Dakar, on the coast of Senegal: Souleiman loves Ada and Ada loves Souleiman. But there’s a problem — or rather, two. One, Souleiman is wretchedly poor, having just been cheated out of a month of wages by local property tycoon Mr Ndiaye. Two, Ada is days away from marrying the wealthy playboy Omar.

ATLANTICS (ATLANTIQUE), the Grand Prix winner at this year’s Cannes, is the first full-length film from Mati Diop, who is perhaps better known as a performer (especially for Claire Denis’ 35 SHOTS OF RUM) and whose earlier films were short documentaries (she is also, incidentally, the niece of Djibril Diop Mambéty, director of the classic Senegalese film TOUKI BOUKI.)

Diop’s very first film, ten years ago, had a very similar title to this film — ATLANTIQUES — and approached the story of economic migrants risking their lives on the ocean in a much more direct way. Here, the film begins with the young men who will make the dangerous ocean journey to Spain trying and failing to get the back pay they are owed for building work in the city’s centre, then travelling out to their homes near the coast. Although one of them, Souleiman (Traore), looks as if he will be the protagonist of the rest of the film, it is not long before he and his comrades simply disappear from the story — in person, at any rate. In Souleiman’s case he vanishes without saying goodbye to the young woman he loves, Ada (Mama Sane). What once seemed a predominantly social drama is now part-romance.

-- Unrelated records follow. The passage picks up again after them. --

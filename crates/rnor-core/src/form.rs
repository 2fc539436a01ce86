//! Form state and submission flow shared by the TUI and the `calculate` command.

use serde::Serialize;
use tracing::{debug, warn};

use crate::api::{ApiError, CalculationRequest, CalculationService};
use crate::calendar::DateField;
use crate::classifier::{Residency, YearResult};
use crate::date::CalendarDate;
use crate::parser::{parse, ParseError};

#[derive(Debug, Clone, PartialEq, Eq, thiserror::Error)]
pub enum ValidationError {
    #[error("Please select both departure and return dates")]
    MissingDates,
    #[error("Please enter a non-negative number.")]
    NegativeNumber,
    #[error("Please fill all the fields correctly.")]
    InvalidNumber,
    #[error("Return date must be on or after the departure date")]
    ReturnBeforeDeparture,
    #[error("A calculation is already in progress")]
    Busy,
}

/// One date field: the text being typed and what it currently means.
#[derive(Debug, Clone, Default, PartialEq, Eq)]
pub struct DateInput {
    pub text: String,
    pub value: Option<CalendarDate>,
    pub error: Option<ParseError>,
}

impl DateInput {
    pub fn set_text(&mut self, text: impl Into<String>) {
        self.text = text.into();
        match parse(&self.text) {
            Ok(value) => {
                self.value = value;
                self.error = None;
            }
            Err(err) => {
                self.value = None;
                self.error = Some(err);
            }
        }
    }

    pub fn pick(&mut self, date: CalendarDate) {
        self.text.clear();
        self.value = Some(date);
        self.error = None;
    }

    /// What the field shows: the typed text, else the committed date.
    pub fn display_text(&self) -> String {
        if !self.text.is_empty() {
            return self.text.clone();
        }
        self.value.map(|d| d.display_long()).unwrap_or_default()
    }
}

#[derive(Debug, Clone, PartialEq, Eq, Serialize)]
#[serde(rename_all = "camelCase")]
pub struct DisplayEntry {
    pub financial_year: String,
    pub status: Residency,
    pub label: &'static str,
}

impl From<YearResult> for DisplayEntry {
    fn from(result: YearResult) -> Self {
        DisplayEntry {
            label: result.status.display_label(),
            financial_year: result.financial_year,
            status: result.status,
        }
    }
}

impl DisplayEntry {
    /// `FY 2021-22 → NRI`
    pub fn line(&self) -> String {
        format!("{} → {}", self.financial_year, self.label)
    }
}

#[derive(Debug, Clone, PartialEq, Eq, Serialize)]
#[serde(rename_all = "camelCase")]
pub struct ResultsSummary {
    pub message: String,
    pub rnor_years: Vec<String>,
    pub legend: Vec<&'static str>,
}

pub fn summarize(entries: &[DisplayEntry]) -> ResultsSummary {
    let rnor_years: Vec<String> = entries
        .iter()
        .filter(|e| e.status == Residency::Rnor)
        .map(|e| e.financial_year.clone())
        .collect();

    let message = if rnor_years.is_empty() {
        "You do NOT qualify as RNOR for any of the following years.".to_string()
    } else {
        format!("You qualify as RNOR for {}", rnor_years.join(", "))
    };

    let legend = Residency::all()
        .iter()
        .filter(|s| entries.iter().any(|e| e.status == **s))
        .map(|s| s.description())
        .collect();

    ResultsSummary {
        message,
        rnor_years,
        legend,
    }
}

#[derive(Debug, Clone, Default)]
pub struct FormState {
    pub departure: DateInput,
    pub return_date: DateInput,
    pub avg_days: String,
    pub passive_income: String,
    pub ctc: String,
    pub error: Option<String>,
    pub results: Vec<DisplayEntry>,
    pub calculating: bool,
}

/// Empty text is `None`; anything else must be a whole number.
fn parse_amount(text: &str) -> Result<Option<i64>, ValidationError> {
    let trimmed = text.trim();
    if trimmed.is_empty() {
        return Ok(None);
    }
    trimmed
        .parse::<i64>()
        .map(Some)
        .map_err(|_| ValidationError::InvalidNumber)
}

impl FormState {
    pub fn new() -> Self {
        Self::default()
    }

    pub fn date_input(&self, field: DateField) -> &DateInput {
        match field {
            DateField::Departure => &self.departure,
            DateField::Return => &self.return_date,
        }
    }

    pub fn date_input_mut(&mut self, field: DateField) -> &mut DateInput {
        match field {
            DateField::Departure => &mut self.departure,
            DateField::Return => &mut self.return_date,
        }
    }

    pub fn has_results(&self) -> bool {
        !self.results.is_empty()
    }

    pub fn summary(&self) -> ResultsSummary {
        summarize(&self.results)
    }

    pub fn validate(&self) -> Result<CalculationRequest, ValidationError> {
        let (Some(departure), Some(return_date)) = (self.departure.value, self.return_date.value)
        else {
            return Err(ValidationError::MissingDates);
        };

        let avg_days = parse_amount(&self.avg_days);
        let passive_income = parse_amount(&self.passive_income);
        let ctc = parse_amount(&self.ctc);

        let amounts = [&avg_days, &passive_income, &ctc];
        if amounts.iter().any(|a| matches!(a, Ok(Some(n)) if *n < 0)) {
            return Err(ValidationError::NegativeNumber);
        }

        let avg_days = avg_days?.ok_or(ValidationError::InvalidNumber)?;
        let avg_days = u32::try_from(avg_days).map_err(|_| ValidationError::InvalidNumber)?;
        let to_u64 = |n: Option<i64>| n.and_then(|v| u64::try_from(v).ok());
        let passive_income = to_u64(passive_income?);
        let ctc = to_u64(ctc?);

        if return_date < departure {
            return Err(ValidationError::ReturnBeforeDeparture);
        }

        Ok(CalculationRequest::new(departure, return_date, avg_days).with_extras(ctc, passive_income))
    }

    /// Validates and marks the form busy. The returned request is the snapshot to send.
    pub fn begin_submit(&mut self) -> Result<CalculationRequest, ValidationError> {
        if self.calculating {
            return Err(ValidationError::Busy);
        }
        match self.validate() {
            Ok(request) => {
                self.error = None;
                self.calculating = true;
                debug!(?request, "submitting calculation");
                Ok(request)
            }
            Err(err) => {
                self.error = Some(err.to_string());
                Err(err)
            }
        }
    }

    pub fn finish_submit(&mut self, result: Result<Vec<YearResult>, ApiError>) {
        self.calculating = false;
        match result {
            Ok(results) => {
                self.error = None;
                self.results = results.into_iter().map(DisplayEntry::from).collect();
            }
            Err(err) => {
                warn!(error = %err, "calculation failed");
                self.error = Some(err.user_message());
            }
        }
    }

    pub async fn submit<S>(&mut self, service: &S) -> Result<(), ValidationError>
    where
        S: CalculationService + ?Sized,
    {
        let request = self.begin_submit()?;
        let result = service.calculate(&request).await;
        self.finish_submit(result);
        Ok(())
    }

    pub fn reset(&mut self) {
        *self = Self::default();
    }
}
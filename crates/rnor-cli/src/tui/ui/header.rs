use ratatui::prelude::*;
use ratatui::widgets::{Block, Borders, Paragraph};

use crate::tui::app::App;

pub fn render(frame: &mut Frame, app: &App, area: Rect) {
    let block = Block::default()
        .borders(Borders::ALL)
        .border_style(Style::default().fg(app.theme.border))
        .style(Style::default().bg(app.theme.background));

    let inner = block.inner(area);
    frame.render_widget(block, area);

    let chunks = Layout::default()
        .direction(Direction::Horizontal)
        .constraints([Constraint::Min(0), Constraint::Length(mode_width(app))])
        .split(inner);

    let title = Line::from(vec![
        Span::styled(
            "RNOR Status Calculator",
            Style::default()
                .fg(app.theme.accent)
                .add_modifier(Modifier::BOLD),
        ),
        Span::styled(
            if app.is_narrow() { "" } else { "  residency by financial year" },
            Style::default().fg(app.theme.muted),
        ),
    ]);
    frame.render_widget(Paragraph::new(title), chunks[0]);

    let mode = Paragraph::new(Line::from(mode_label(app)))
        .alignment(Alignment::Right)
        .style(Style::default().fg(app.theme.muted));
    frame.render_widget(mode, chunks[1]);
}

fn mode_label(app: &App) -> String {
    if app.local {
        "local estimate".to_string()
    } else {
        app.api_url().to_string()
    }
}

fn mode_width(app: &App) -> u16 {
    let len = mode_label(app).chars().count() as u16;
    len.min(app.terminal_width / 2)
}
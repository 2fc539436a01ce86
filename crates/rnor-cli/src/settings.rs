use std::fs;
use std::path::PathBuf;

use anyhow::Result;
use serde::{Deserialize, Serialize};

use crate::tui::themes::ThemeName;

pub const API_URL_ENV: &str = "RNOR_API_URL";
pub const DEFAULT_API_URL: &str = "http://localhost:8000";

#[derive(Debug, Clone, Serialize, Deserialize)]
#[serde(rename_all = "camelCase")]
pub struct Settings {
    pub theme: String,
    #[serde(default, skip_serializing_if = "Option::is_none")]
    pub api_url: Option<String>,
}

impl Default for Settings {
    fn default() -> Self {
        Self {
            theme: ThemeName::Teal.as_str().to_string(),
            api_url: None,
        }
    }
}

impl Settings {
    fn config_dir() -> Result<PathBuf> {
        Ok(dirs::config_dir()
            .ok_or_else(|| anyhow::anyhow!("Could not find config directory"))?
            .join("rnor"))
    }

    pub fn load() -> Self {
        Self::config_dir()
            .ok()
            .and_then(|dir| fs::read_to_string(dir.join("settings.json")).ok())
            .and_then(|content| serde_json::from_str(&content).ok())
            .unwrap_or_default()
    }

    pub fn save(&self) -> Result<()> {
        let dir = Self::config_dir()?;
        if !dir.exists() {
            fs::create_dir_all(&dir)?;
        }
        let content = serde_json::to_string_pretty(self)?;
        fs::write(dir.join("settings.json"), content)?;
        Ok(())
    }

    pub fn theme_name(&self) -> ThemeName {
        self.theme.parse().unwrap_or(ThemeName::Teal)
    }

    pub fn set_theme(&mut self, theme: ThemeName) {
        self.theme = theme.as_str().to_string();
    }

    /// Priority: `--api-url` > `RNOR_API_URL` > settings.json > placeholder.
    pub fn resolve_api_url(&self, cli_override: Option<&str>) -> String {
        let env_value = std::env::var(API_URL_ENV).ok();
        pick_api_url(cli_override, env_value.as_deref(), self.api_url.as_deref())
    }
}

fn pick_api_url(cli: Option<&str>, env: Option<&str>, saved: Option<&str>) -> String {
    [cli, env, saved]
        .into_iter()
        .flatten()
        .map(str::trim)
        .find(|url| !url.is_empty())
        .unwrap_or(DEFAULT_API_URL)
        .to_string()
}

Despite her reciprocal feelings towards Souleiman, Ada has been persuaded to marry a much more eligible suitor, Omar (Babacar Sylla), whose parents are immensely wealthy and whose fantastically furnished bedroom, which he will soon be sharing with Ada, is viewed enviously by the more acquisitive of her friends. Then, during the wedding ceremony, the bedroom is set on fire, and the police are called. An element of mystery is thus added to the film’s social-romantic mix.

The detective called in to investigate this crime, Issa, is sympathetically played (by Amadou Mbow) but unsympathetically characterised, convincing himself that Souleiman was responsible for the arson and that Ada was a willing accomplice. When first introduced, he is suffering from an unknown illness — a fate which also overtakes many of Ada’s friends. For these young women, the sickness becomes associated with spiritual possession: now a supernatural element joins, and begins to dominate, the film’s existing mixture of genres.

Given this relaxed attitude to genre, it comes as no surprise that ATLANTICS favours atmosphere over plot. Diop is, after all, telling a sort of ghost story. She shows an unerring gift for capturing mood, whether depicting Dakar’s clash of old and new cultures, the fun-loving patrons of the bar run by Ada’s friend Dior (Nicole Sougou), or a home invasion by a group of implacable, white-eyed girls. On many occasions, the camera simply looks out of the vast ocean, while Fatima Al Qadiri’s striking score plays in the background. As if in direct contrast to this ancient, primal image, many shots of the city show a giant modernist tower in the background, filmed as if it is somehow translucent, or perhaps a mirage.

ATLANTICS gives us a final genre to consider because this is also a coming of age story for Ada. In the beginning, her sullen resistance to the pressure from parents and peers alike only serves to reveal her passivity. However, as she suffers a series of indignities she begins to know who she is and will become, and it is only fitting that she gets to have the final word.